67Les familles interrogées ont adapté ou maintenu leur représentation de la forme scolaire et ont reproduit une variation à la maison d’après ce qu’ils ont compris des consignes des enseignants et les représentations qu’eux-mêmes avaient de l’École. Ria et Rayou (2020) considèrent d’ailleurs que la période de confinement a été l’occasion d’observer collectivement la fragilité de la forme scolaire et l’évolution de ses normes. L’étude réalisée a permis de montrer un affaiblissement des frontières entre les sphères familiales et scolaires dont on peut interroger la pérennité. Deux hypothèses s’affrontent actuellement. La première postule que l’ajustement de la forme scolaire ayant répondu aux exigences du contexte pandémique dans une logique de cause à effet, la disparition de la cause est susceptible d’entraîner celle de ses effets.

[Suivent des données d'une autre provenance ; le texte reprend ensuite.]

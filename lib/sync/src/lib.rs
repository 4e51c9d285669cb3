//! Sync job execution for the cobalt-courier platform.
//!
//! This crate provides:
//!
//! - **Sync jobs**: The job state machine and audit records
//! - **Job store**: Active-job tracking and bounded history
//! - **Sync executor**: One sync attempt end to end, with rate limiting,
//!   credential decryption, timeouts, and a bounded worker pool
//! - **Health monitor**: Periodic liveness probing, isolated per integration

pub mod error;
pub mod executor;
pub mod health;
pub mod job;
pub mod store;

pub use error::{StoreError, SyncError};
pub use executor::SyncExecutor;
pub use health::HealthMonitor;
pub use job::{FailureKind, SyncJob, SyncJobStatus};
pub use store::{MemorySyncStore, SyncJobStore, SyncStore, reconcile_interrupted};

On peut ainsi penser que les normes de la forme scolaire vont progressivement se réaligner sur les normes antérieures à la pandémie. La deuxième est que le fait d’avoir dû assouplir la forme scolaire en établissant un nouveau partage de responsabilités entre tous les acteurs de l’École constitue une véritable innovation qui ouvre la voie à de nouveaux changements dans les années à venir.